» **EXERCISE REQUIREMENTS**
Each line below should be written out again without any change.

[Data items]
——
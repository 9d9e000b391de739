#![doc = include_str!("../README.md")]

pub use stagehand_codec as codec;
pub use stagehand_core as core;

pub mod component;
pub mod config;
pub mod error;
pub mod lifecycle;
pub mod metrics;
pub mod processor;
pub mod session;

pub mod prelude {
    pub use crate::{
        component::{ComponentDescriptor, FramedStage},
        config::{StageConfig, StageTunables, set_stage_tunables, stage_tunables},
        error::StageError,
        lifecycle::{LifecycleOp, StageState},
        metrics::StageMetrics,
        processor::{CycleReport, StageProcessor, StopReason},
        session::StageSession,
    };
    pub use stagehand_codec::prelude::*;
}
——
» **ANSWER SECTION**
repository 9d9e000b391de739
#![doc = include_str!("../README.md")]

pub use stagehand_codec as codec;
pub use stagehand_core as core;

pub mod component;
pub mod config;
pub mod error;
pub mod lifecycle;
pub mod metrics;
pub mod processor;
pub mod session;

pub mod prelude {
    pub use crate::{
        component::{ComponentDescriptor, FramedStage},
        config::{StageConfig, StageTunables, set_stage_tunables, stage_tunables},
        error::StageError,
        lifecycle::{LifecycleOp, StageState},
        metrics::StageMetrics,
        processor::{CycleReport, StageProcessor, StopReason},
        session::StageSession,
    };
    pub use stagehand_codec::prelude::*;
}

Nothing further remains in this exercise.